Calcitonin gene-related peptide (CGRP) is a
neuropeptide that is expressed in the central and peripheral nervous systems. It is now 2 decades since it was proposed to be involved in
migraine pathophysiology. The cranial sensory system contains C-fibers storing CGRP and trigeminal nerve activation and acute
migraine attacks result in release of CGRP. The
CGRP receptor consists of a complex of
calcitonin receptor-like receptor (CLR),
receptor activity-modifying protein 1 (RAMP1) and receptor component
protein (RCP). At the central synapses in the trigeminal nucleus caudalis, CGRP acts postjunctionally on second-order neurons to transmit
pain signals centrally via brainstem and midbrain to thalamus and higher cortical
pain regions. CLR and RAMPs are widely expressed throughout the brain, in the trigeminal ganglion and in intracranial arteries. CGRP does not induce
neurogenic inflammation or sensitization at peripheral meningeal sites but relays nociceptive information from trigeminal primary afferent neurons to the second-order neurons in the spinal trigeminal nucleus neurons.

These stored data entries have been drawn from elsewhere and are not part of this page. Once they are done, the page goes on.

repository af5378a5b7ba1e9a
//! Adapter implementations for port traits.
//!
//! - `live/`: HTTP avatar downloads and the Discord gateway
//! - `recording/`: Record avatar downloads to cassettes
//! - `replaying/`: Replay avatar downloads from cassettes

pub mod live;
pub mod recording;
pub mod replaying;
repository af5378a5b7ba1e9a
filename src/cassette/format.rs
//! On-disk cassette layout.

use chrono::{DateTime, Utc};
use serde::{Deserialize, Serialize};

/// A recorded session: every port call made during one run, in order.
#[derive(Debug, Clone, Serialize, Deserialize)]
pub struct Cassette {
    /// Human-readable session name.
    pub name: String,
    /// When the session was written.
    pub recorded_at: DateTime<Utc>,
    /// Git commit the recording was made from.
    pub commit: String,
    /// Recorded calls.
    #[serde(default)]
    pub interactions: Vec<Interaction>,
}

/// One recorded port call.
#[derive(Debug, Clone, Serialize, Deserialize)]
pub struct Interaction {
    /// Position in the session.
    pub seq: u64,
    /// Port name, e.g. `avatar_source`.
    pub port: String,
    /// Method name, e.g. `fetch`.
    pub method: String,
    /// Serialized call input.
    pub input: serde_json::Value,
    /// Serialized `Ok`/`Err` output.
    pub output: serde_json::Value,
}
//! Loading cassettes from disk.

use std::path::Path;

use super::format::Cassette;
use super::replayer::CassetteReplayer;

/// Load a cassette file and create a replayer.
///
/// # Errors
///
/// Returns an error if the file cannot be read or parsed.
pub fn load_cassette(path: &Path) -> Result<CassetteReplayer, String> {
    let content = std::fs::read_to_string(path)
        .map_err(|e| format!("Failed to read cassette file {}: {e}", path.display()))?;
    let cassette: Cassette = serde_yaml::from_str(&content)
        .map_err(|e| format!("Failed to parse cassette file {}: {e}", path.display()))?;
    Ok(CassetteReplayer::new(&cassette))
}
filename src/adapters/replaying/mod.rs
//! Replaying adapters that serve recorded interactions from cassettes.

pub mod avatar_source;

use std::sync::{Arc, Mutex};

use crate::cassette::replayer::CassetteReplayer;

/// Retrieve the next recorded output for a given port and method.
///
/// # Panics
///
/// Panics if the cassette has no more interactions for `port`/`method`.
pub(crate) fn next_output(
    replayer: &Arc<Mutex<CassetteReplayer>>,
    port: &str,
    method: &str,
) -> serde_json::Value {
    let mut guard = replayer.lock().expect("replayer lock poisoned");
    guard.next_interaction(port, method).output
}

/// Deserialize a replayed output as `Result<T, Error>`.
pub(crate) fn replay_result<T: serde::de::DeserializeOwned>(
    output: serde_json::Value,
) -> Result<T, Box<dyn std::error::Error + Send + Sync>> {
    if let Some(err_val) = output.get("Err").or_else(|| output.get("err")) {
        let msg = err_val.as_str().unwrap_or("replayed error").to_string();
        return Err(msg.into());
    }
    let value = match output {
        serde_json::Value::Object(mut map) if map.contains_key("Ok") || map.contains_key("ok") => {
            map.remove("Ok").or_else(|| map.remove("ok")).unwrap_or_default()
        }
        other => other,
    };
    serde_json::from_value(value).map_err(|e| Box::new(e) as Box<dyn std::error::Error + Send + Sync>)
}
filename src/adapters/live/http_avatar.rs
//! Live adapter downloading avatars over HTTP.

use std::time::Duration;

use reqwest::header::CONTENT_TYPE;
use reqwest::Client;
use tracing::debug;

use crate::error::BotError;
use crate::ports::avatar_source::{AvatarRequest, AvatarSource, FetchFuture, FetchedResource};

/// Avatar source backed by a shared `reqwest` client.
pub struct HttpAvatarSource {
    client: Client,
}

impl HttpAvatarSource {
    /// Create a source whose requests time out after `timeout`.
    ///
    /// # Errors
    ///
    /// Returns an error if the HTTP client cannot be built.
    pub fn new(timeout: Duration) -> Result<Self, BotError> {
        let client = Client::builder().timeout(timeout).build()?;
        Ok(Self { client })
    }
}

impl AvatarSource for HttpAvatarSource {
    fn fetch(&self, request: &AvatarRequest) -> FetchFuture<'_> {
        let request = request.clone();
        Box::pin(async move {
            let response = self.client.get(&request.url).send().await?;

            let status = response.status().as_u16();
            let content_type = response
                .headers()
                .get(CONTENT_TYPE)
                .and_then(|v| v.to_str().ok())
                .map(str::to_string);
            let body = response.bytes().await?.to_vec();

            debug!(url = %request.url, status, content_type = ?content_type, bytes = body.len(), "fetched avatar");
            Ok(FetchedResource { status, content_type, body })
        })
    }
}

#[cfg(test)]
mod tests {
    use super::*;

    use axum::http::header;
    use axum::routing::get;
    use axum::Router;

    async fn serve(router: Router) -> String {
        let listener = tokio::net::TcpListener::bind("127.0.0.1:0").await.unwrap();
        let addr = listener.local_addr().unwrap();
        tokio::spawn(async move { axum::serve(listener, router).await.unwrap() });
        format!("http://{addr}")
    }

    #[tokio::test]
    async fn reports_status_content_type_and_body() {
        let base = serve(Router::new().route(
            "/avatar.png",
            get(|| async { ([(header::CONTENT_TYPE, "image/png")], vec![1_u8, 2, 3]) }),
        ))
        .await;

        let source = HttpAvatarSource::new(Duration::from_secs(5)).unwrap();
        let fetched =
            source.fetch(&AvatarRequest { url: format!("{base}/avatar.png") }).await.unwrap();

        assert_eq!(fetched.status, 200);
        assert_eq!(fetched.content_type.as_deref(), Some("image/png"));
        assert_eq!(fetched.body, vec![1, 2, 3]);
    }

    #[tokio::test]
    async fn missing_route_is_reported_not_raised() {
        let base = serve(Router::new()).await;

        let source = HttpAvatarSource::new(Duration::from_secs(5)).unwrap();
        let fetched = source.fetch(&AvatarRequest { url: format!("{base}/gone.png") }).await.unwrap();

        assert_eq!(fetched.status, 404);
    }

    #[tokio::test]
    async fn unreachable_host_is_network_error() {
        let source = HttpAvatarSource::new(Duration::from_secs(5)).unwrap();
        let result = source.fetch(&AvatarRequest { url: "http://127.0.0.1:1/avatar.png".into() }).await;

        assert!(matches!(result, Err(BotError::Network(_))));
    }
}
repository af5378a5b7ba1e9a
//! Live adapters talking to real services.

pub mod discord;
pub mod http_avatar;
//! Port traits defining external boundaries.
//!
//! Each trait represents a boundary between the application core and an
//! external system. Implementations live in `src/adapters/`.

pub mod avatar_source;
pub mod messenger;

pub use avatar_source::{AvatarRequest, AvatarSource};
pub use messenger::{ButtonPrompt, ChannelMessenger, InteractionResponder, Reply};
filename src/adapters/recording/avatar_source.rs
//! Recording adapter for the `AvatarSource` port.

use std::sync::{Arc, Mutex};

use super::record_result;
use crate::cassette::recorder::CassetteRecorder;
use crate::ports::avatar_source::{AvatarRequest, AvatarSource, FetchFuture};

/// Records avatar downloads while delegating to an inner source.
pub struct RecordingAvatarSource {
    inner: Box<dyn AvatarSource>,
    recorder: Arc<Mutex<CassetteRecorder>>,
}

impl RecordingAvatarSource {
    /// Wrap `inner`, recording every fetch into `recorder`.
    pub fn new(inner: Box<dyn AvatarSource>, recorder: Arc<Mutex<CassetteRecorder>>) -> Self {
        Self { inner, recorder }
    }
}

impl AvatarSource for RecordingAvatarSource {
    fn fetch(&self, request: &AvatarRequest) -> FetchFuture<'_> {
        let request = request.clone();
        Box::pin(async move {
            let result = self.inner.fetch(&request).await;
            record_result(&self.recorder, "avatar_source", "fetch", &request, &result);
            result
        })
    }
}
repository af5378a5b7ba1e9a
//! Replaying adapter for the `AvatarSource` port.

use std::sync::{Arc, Mutex};

use super::{next_output, replay_result};
use crate::cassette::replayer::CassetteReplayer;
use crate::error::BotError;
use crate::ports::avatar_source::{AvatarRequest, AvatarSource, FetchFuture, FetchedResource};

/// Serves recorded avatar downloads from a cassette.
pub struct ReplayingAvatarSource {
    replayer: Arc<Mutex<CassetteReplayer>>,
}

impl ReplayingAvatarSource {
    /// Create a replaying source backed by the given replayer.
    #[must_use]
    pub fn new(replayer: Arc<Mutex<CassetteReplayer>>) -> Self {
        Self { replayer }
    }
}

impl AvatarSource for ReplayingAvatarSource {
    fn fetch(&self, _request: &AvatarRequest) -> FetchFuture<'_> {
        let output = next_output(&self.replayer, "avatar_source", "fetch");
        Box::pin(async move {
            replay_result::<FetchedResource>(output).map_err(|e| BotError::Transport(e.to_string()))
        })
    }
}
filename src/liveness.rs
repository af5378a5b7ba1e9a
//! Liveness endpoint polled by the uptime monitor.

use axum::routing::get;
use axum::Router;
use tokio::net::TcpListener;
use tracing::{error, info};

use crate::error::BotError;

/// Body returned by `GET /`.
pub const ALIVE_BODY: &str = "Bot is running!";

/// Router serving the liveness route.
pub fn router() -> Router {
    Router::new().route("/", get(|| async { ALIVE_BODY }))
}

/// Bind the liveness listener.
///
/// # Errors
///
/// Returns an error if the address cannot be bound.
pub async fn bind(host: &str, port: u16) -> Result<TcpListener, BotError> {
    let listener = TcpListener::bind((host, port)).await?;
    info!(addr = %listener.local_addr()?, "liveness endpoint listening");
    Ok(listener)
}

/// Serve the liveness route on its own task so it never competes with
/// gateway event handling.
pub fn spawn(listener: TcpListener) -> tokio::task::JoinHandle<()> {
    tokio::spawn(async move {
        if let Err(e) = axum::serve(listener, router()).await {
            error!(error = %e, "liveness endpoint stopped");
        }
    })
}
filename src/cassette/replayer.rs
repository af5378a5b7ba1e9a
//! Replays recorded interactions from a cassette.

use std::collections::{HashMap, VecDeque};

use super::format::{Cassette, Interaction};

/// Serves a cassette's interactions back in recorded order, with a separate
/// queue per `(port, method)` pair.
pub struct CassetteReplayer {
    queues: HashMap<(String, String), VecDeque<Interaction>>,
}

impl CassetteReplayer {
    /// Create a replayer from a loaded cassette.
    #[must_use]
    pub fn new(cassette: &Cassette) -> Self {
        let mut queues: HashMap<(String, String), VecDeque<Interaction>> = HashMap::new();
        for interaction in &cassette.interactions {
            queues
                .entry((interaction.port.clone(), interaction.method.clone()))
                .or_default()
                .push_back(interaction.clone());
        }
        Self { queues }
    }

    /// Take the next interaction recorded for `port` and `method`.
    ///
    /// # Panics
    ///
    /// Panics if the cassette has no (more) interactions for the pair.
    pub fn next_interaction(&mut self, port: &str, method: &str) -> Interaction {
        let available: Vec<String> = self.queues.keys().map(|(p, m)| format!("{p}::{m}")).collect();
        let Some(queue) = self.queues.get_mut(&(port.to_string(), method.to_string())) else {
            panic!(
                "Cassette exhausted: no interactions recorded for port={port:?} method={method:?}. \
                 Available port::method pairs: [{}]",
                available.join(", ")
            );
        };
        queue.pop_front().unwrap_or_else(|| {
            panic!(
                "Cassette exhausted: all interactions for port={port:?} method={method:?} \
                 have been consumed."
            )
        })
    }
}
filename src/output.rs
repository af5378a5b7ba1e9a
//! Writing framed images to disk.

use std::path::Path;

use crate::error::BotError;

/// Write PNG bytes to `output_path`, creating parent directories as needed.
///
/// # Errors
///
/// Returns an error if the directories or the file cannot be written.
pub fn save_png(data: &[u8], output_path: &Path) -> Result<(), BotError> {
    if let Some(parent) = output_path.parent().filter(|p| !p.as_os_str().is_empty()) {
        std::fs::create_dir_all(parent)?;
    }
    std::fs::write(output_path, data)?;
    Ok(())
}

/// Read a local source image.
///
/// # Errors
///
/// Returns an error if the file cannot be read.
pub fn read_source(path: &Path) -> Result<Vec<u8>, BotError> {
    Ok(std::fs::read(path)?)
}
//! Recording adapters that write avatar downloads to cassettes.

pub mod avatar_source;

use std::sync::{Arc, Mutex};

use serde::Serialize;
use serde_json::{json, Value};
use tracing::warn;

use crate::cassette::recorder::CassetteRecorder;

/// Append one call to the cassette as `{"Ok": value}` or `{"Err": message}`.
///
/// A call that cannot be serialized is skipped with a warning; the live
/// result is returned to the caller either way.
pub(crate) fn record_result<T, E, I>(
    recorder: &Arc<Mutex<CassetteRecorder>>,
    port: &str,
    method: &str,
    input: &I,
    result: &Result<T, E>,
) where
    T: Serialize,
    E: std::fmt::Display,
    I: Serialize,
{
    let envelope = match result {
        Ok(value) => serde_json::to_value(value).map(|inner| json!({ "Ok": inner })),
        Err(e) => Ok(json!({ "Err": e.to_string() })),
    };
    let (input, output): (Value, Value) = match (serde_json::to_value(input), envelope) {
        (Ok(input), Ok(output)) => (input, output),
        (Err(e), _) | (_, Err(e)) => {
            warn!(port, method, error = %e, "skipping unserializable interaction");
            return;
        }
    };

    match recorder.lock() {
        Ok(mut guard) => guard.record(port, method, input, output),
        Err(e) => warn!(port, method, error = %e, "cassette recorder lock poisoned"),
    }
}
use serde::{Deserialize, Serialize};
use tsify_next::Tsify;
use wasm_bindgen::prelude::*;

pub mod agents;
pub mod config;
pub mod did;
pub mod error;
pub mod events;
pub mod geography;
pub mod metrics;
pub mod scenario;
pub mod shock;
pub mod tick;
pub mod types;

#[cfg(feature = "instrument")]
pub use instrument;

pub use agents::{
    Firm, Fiscal, Opening, SearchOutcome, Separation, SeparationKind, WAGE_FLOOR, Worker,
    WorkerPool, WorkerState,
};
pub use config::{FiscalRegime, ScenarioConfig, ShockConfig, ShockKind, SimConfig};
pub use did::{StepWindow, did, did_from_metrics, event_study};
pub use error::{ConfigError, DidError, HireError};
pub use events::{DefaultSink, EventSink, NullSink, SimEvent};
#[cfg(feature = "instrument")]
pub use events::TracingSink;
pub use geography::Grid;
pub use metrics::{Metric, MetricsSeries, StepSnapshot};
pub use scenario::{assign_workers, build_controller, build_grid, build_workers};
pub use shock::apply_shock;
pub use tick::StepController;
pub use types::{FirmCoord, Price, Sector, Step, WorkerId, Zone};

// ============================================================================
// WASM API - Simulation
// ============================================================================

/// Per-firm view for rendering the grid.
#[derive(Debug, Clone, Serialize, Deserialize, Tsify)]
#[tsify(into_wasm_abi)]
pub struct FirmSnapshot {
    pub coord: FirmCoord,
    pub wage: Price,
    pub capacity: u32,
    pub employed: u32,
    pub automated_roles: u32,
    pub sector: Sector,
    pub is_shock_zone: bool,
    pub stressed: bool,
}

#[derive(Debug, Clone, Serialize, Deserialize, Tsify)]
#[tsify(into_wasm_abi)]
pub struct GridSnapshot {
    pub step: Step,
    pub width: u32,
    pub height: u32,
    pub firms: Vec<FirmSnapshot>,
}

impl GridSnapshot {
    pub fn capture(step: Step, grid: &Grid) -> Self {
        GridSnapshot {
            step,
            width: grid.width(),
            height: grid.height(),
            firms: grid
                .iter()
                .map(|f| FirmSnapshot {
                    coord: f.coord,
                    wage: f.wage(),
                    capacity: f.capacity(),
                    employed: f.employed_count() as u32,
                    automated_roles: f.automated_roles(),
                    sector: f.sector,
                    is_shock_zone: f.is_shock_zone,
                    stressed: f.is_stressed(),
                })
                .collect(),
        }
    }
}

#[wasm_bindgen]
pub struct Simulation {
    controller: StepController,
}

#[wasm_bindgen]
impl Simulation {
    #[wasm_bindgen(constructor)]
    pub fn new(config: SimConfig, scenario: ScenarioConfig) -> Result<Simulation, JsError> {
        // Better panic messages in browser console
        console_error_panic_hook::set_once();

        let controller = build_controller(config, &scenario)?;
        Ok(Self { controller })
    }

    /// Advance the simulation by one step. Returns false once the run is over.
    #[wasm_bindgen]
    pub fn advance_step(&mut self) -> bool {
        self.controller.advance().is_some()
    }

    /// Run every remaining step.
    #[wasm_bindgen]
    pub fn run(&mut self) {
        self.controller.run();
    }

    /// Number of completed steps
    #[wasm_bindgen]
    pub fn get_step(&self) -> Step {
        self.controller.step()
    }

    #[wasm_bindgen]
    pub fn is_finished(&self) -> bool {
        self.controller.is_finished()
    }

    /// Get a snapshot of the grid for rendering
    #[wasm_bindgen]
    pub fn get_grid_snapshot(&self) -> GridSnapshot {
        GridSnapshot::capture(self.controller.step(), self.controller.grid())
    }

    #[wasm_bindgen]
    pub fn metric_names(&self) -> Vec<String> {
        self.controller
            .metrics()
            .names()
            .map(str::to_string)
            .collect()
    }

    /// One metric's per-step values, or undefined for an unknown name.
    #[wasm_bindgen]
    pub fn metric_series(&self, name: &str) -> Option<Vec<f64>> {
        self.controller.metrics().get(name).map(<[f64]>::to_vec)
    }

    /// All series as a `{ name: number[] }` object.
    #[wasm_bindgen]
    pub fn all_metrics(&self) -> Result<JsValue, JsError> {
        Ok(serde_wasm_bindgen::to_value(self.controller.metrics())?)
    }

    /// Difference-in-differences between two recorded series.
    #[wasm_bindgen]
    pub fn did(
        &self,
        treated: &str,
        control: &str,
        pre: StepWindow,
        post: StepWindow,
    ) -> Result<f64, JsError> {
        Ok(did_from_metrics(
            self.controller.metrics(),
            treated,
            control,
            pre,
            post,
        )?)
    }
}

// ============================================================================
// Tests
// ============================================================================

#[cfg(test)]
mod tests {
    use super::*;

    fn simulation(config: SimConfig, scenario: ScenarioConfig) -> Simulation {
        match Simulation::new(config, scenario) {
            Ok(sim) => sim,
            Err(_) => panic!("scenario should be valid"),
        }
    }

    fn small_scenario() -> ScenarioConfig {
        ScenarioConfig {
            width: 4,
            height: 4,
            workers: 20,
            capacity: 3,
            shock_zone: Zone::new(0..2, 0..4),
            ..ScenarioConfig::default()
        }
    }

    #[test]
    fn test_simulation_runs_to_completion() {
        let config = SimConfig::default().with_steps(6);
        let mut sim = simulation(config, small_scenario());

        assert!(sim.advance_step());
        assert_eq!(sim.get_step(), 1);
        sim.run();
        assert!(sim.is_finished());
        assert!(!sim.advance_step());
        assert_eq!(sim.get_step(), 6);

        let employment = sim.metric_series("total_employment").unwrap();
        assert_eq!(employment.len(), 6);
        assert!(sim.metric_series("nope").is_none());
        assert_eq!(sim.metric_names().len(), Metric::ALL.len());
    }

    #[test]
    fn test_grid_snapshot_matches_grid() {
        let sim = simulation(SimConfig::default(), small_scenario());
        let snapshot = sim.get_grid_snapshot();

        assert_eq!(snapshot.firms.len(), 16);
        let employed: u32 = snapshot.firms.iter().map(|f| f.employed).sum();
        assert_eq!(employed, 20);
        assert_eq!(snapshot.firms.iter().filter(|f| f.is_shock_zone).count(), 8);
    }

    #[test]
    fn test_did_over_run() {
        let config = SimConfig::default().with_steps(6);
        let mut sim = simulation(config, small_scenario());
        sim.run();

        let estimate = sim.did(
            "treated_mean_employment",
            "control_mean_employment",
            StepWindow::new(0, 2),
            StepWindow::new(3, 5),
        );
        assert!(matches!(estimate, Ok(v) if v.is_finite()));
    }
}
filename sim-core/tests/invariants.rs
use std::collections::HashMap;

use minwage_sim::{
    FirmCoord, FiscalRegime, ScenarioConfig, Sector, ShockConfig, ShockKind, SimConfig, SimEvent,
    StepController, WorkerId, build_controller,
};

const SEEDS: [u64; 6] = [0, 1, 2, 3, 17, 42];

fn shocked_run(seed: u64, regime: FiscalRegime) -> StepController {
    let config = SimConfig::default().with_seed(seed).with_shock(ShockConfig {
        step: 5,
        kind: ShockKind::SectorOverride {
            target_wage: 30.0,
            sector: Sector::FastFood,
        },
    });
    let scenario = ScenarioConfig {
        fiscal_regime: regime,
        revenue_per_step: 120.0,
        budget: 600.0,
        ..ScenarioConfig::default()
    };
    build_controller(config, &scenario).unwrap()
}

/// Runs every seed under both fiscal regimes, checking `check` after each step.
fn for_each_step(mut check: impl FnMut(&StepController, &[SimEvent])) {
    for regime in [FiscalRegime::StockBudget, FiscalRegime::RevenueFlow] {
        for seed in SEEDS {
            let mut controller = shocked_run(seed, regime);
            loop {
                let mut events = Vec::new();
                if controller.advance_with(&mut events).is_none() {
                    break;
                }
                check(&controller, &events);
            }
        }
    }
}

#[test]
fn invariant_employment_within_capacity() {
    for_each_step(|controller, _| {
        for firm in controller.grid().iter() {
            assert!(
                firm.employed_count() <= firm.capacity() as usize,
                "step {}: firm {} employs {} over capacity {}",
                controller.step(),
                firm.coord,
                firm.employed_count(),
                firm.capacity()
            );
        }
    });
}

#[test]
fn invariant_automation_is_monotone() {
    for regime in [FiscalRegime::StockBudget, FiscalRegime::RevenueFlow] {
        for seed in SEEDS {
            let mut controller = shocked_run(seed, regime);
            let mut automated: Vec<u32> =
                controller.grid().iter().map(|f| f.automated_roles()).collect();
            let mut capacity: Vec<u32> = controller.grid().iter().map(|f| f.capacity()).collect();

            while controller.advance().is_some() {
                for (i, firm) in controller.grid().iter().enumerate() {
                    assert!(
                        firm.automated_roles() >= automated[i],
                        "automated_roles fell at {}",
                        firm.coord
                    );
                    assert!(firm.capacity() <= capacity[i], "capacity grew at {}", firm.coord);
                    assert_eq!(
                        firm.capacity() + firm.automated_roles(),
                        capacity[i] + automated[i],
                        "every eliminated role is counted once"
                    );
                    automated[i] = firm.automated_roles();
                    capacity[i] = firm.capacity();
                }
            }
        }
    }
}

#[test]
fn invariant_exited_workers_are_detached() {
    for_each_step(|controller, _| {
        for worker in controller.workers().iter() {
            if worker.has_exited() {
                assert!(!worker.is_unemployed(), "exited {:?} counted as unemployed", worker.id);
                assert_eq!(worker.current_firm(), None);
            }
        }
    });
}

#[test]
fn invariant_membership_matches_worker_view() {
    for_each_step(|controller, _| {
        let mut member_of = HashMap::new();
        for firm in controller.grid().iter() {
            for &id in firm.workers() {
                assert!(member_of.insert(id, firm.coord).is_none(), "{id:?} in two firms");
            }
        }
        for worker in controller.workers().iter() {
            assert_eq!(worker.current_firm(), member_of.get(&worker.id).copied());
        }

        let metrics = controller.metrics();
        let last = |name: &str| *metrics.get(name).unwrap().last().unwrap();
        assert_eq!(
            last("total_employment") + last("unemployed") + last("exited"),
            controller.workers().len() as f64,
            "every worker is employed, unemployed, or exited"
        );
    });
}

#[test]
fn invariant_separated_workers_wait_a_step() {
    for_each_step(|controller, events| {
        for event in events {
            let worker = match *event {
                SimEvent::Layoff { worker, .. } | SimEvent::Automation { worker, .. } => worker,
                _ => continue,
            };
            let w = &controller.workers()[worker];
            assert!(w.is_unemployed());
            assert_eq!(w.search_cooldown(), 1, "{worker:?} at step {}", event.step());
            assert!(
                !events.iter().any(|e| matches!(
                    *e,
                    SimEvent::Hire { worker: hired, .. }
                    | SimEvent::ExitedLaborForce { worker: hired, .. } if hired == worker
                )),
                "{worker:?} searched in the step it was separated"
            );
        }
    });
}

#[test]
fn invariant_moves_go_to_strictly_higher_wage_with_room() {
    for_each_step(|controller, events| {
        let mut hires_into: HashMap<_, usize> = HashMap::new();
        for event in events {
            let SimEvent::Hire { worker, from, to, wage, .. } = *event else {
                continue;
            };
            let reference_wage = from.map_or(0.0, |c| controller.grid()[c].wage());
            assert!(
                wage > reference_wage,
                "{worker:?} moved to {to} at {wage} <= {reference_wage}"
            );
            assert_eq!(controller.workers()[worker].current_firm(), Some(to));
            *hires_into.entry(to).or_default() += 1;
        }
        for (coord, hires) in hires_into {
            let firm = &controller.grid()[coord];
            assert!(firm.employed_count() >= hires);
            assert!(firm.employed_count() <= firm.capacity() as usize);
        }
    });
}

#[test]
fn invariant_exit_follows_failed_attempts() {
    for_each_step(|controller, events| {
        for event in events {
            if let SimEvent::ExitedLaborForce { worker, failed_moves, .. } = *event {
                assert!(failed_moves >= controller.config().max_failed_attempts);
                assert!(controller.workers()[worker].has_exited());
            }
        }
    });
}

#[test]
fn invariant_same_seed_same_trajectory() {
    for seed in SEEDS {
        let mut a = shocked_run(seed, FiscalRegime::StockBudget);
        let mut b = shocked_run(seed, FiscalRegime::StockBudget);
        let mut events_a = Vec::new();
        let mut events_b = Vec::new();
        a.run_with(&mut events_a);
        b.run_with(&mut events_b);

        assert_eq!(events_a, events_b, "seed {seed}");
        assert_eq!(a.metrics(), b.metrics(), "seed {seed}");
        let placement = |c: &StepController| -> Vec<Option<FirmCoord>> {
            (0..c.workers().len() as u32)
                .map(|i| c.workers()[WorkerId::new(i)].current_firm())
                .collect()
        };
        assert_eq!(placement(&a), placement(&b));
    }
}
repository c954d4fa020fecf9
pub mod grid;

pub use grid::*;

CGRP receptor antagonists have been developed as novel antimigraine drugs and found to be effective in the treatment of acute
migraine attacks. Other ways to stop CGRP activity has been introduced recently through
antibodies against CGRP and the
CGRP receptor. While the
CGRP receptors are expressed both in the CNS and at various places related to the trigeminal system the exact site of action for their
therapy effect is still unresolved but the new approaches may resolve this.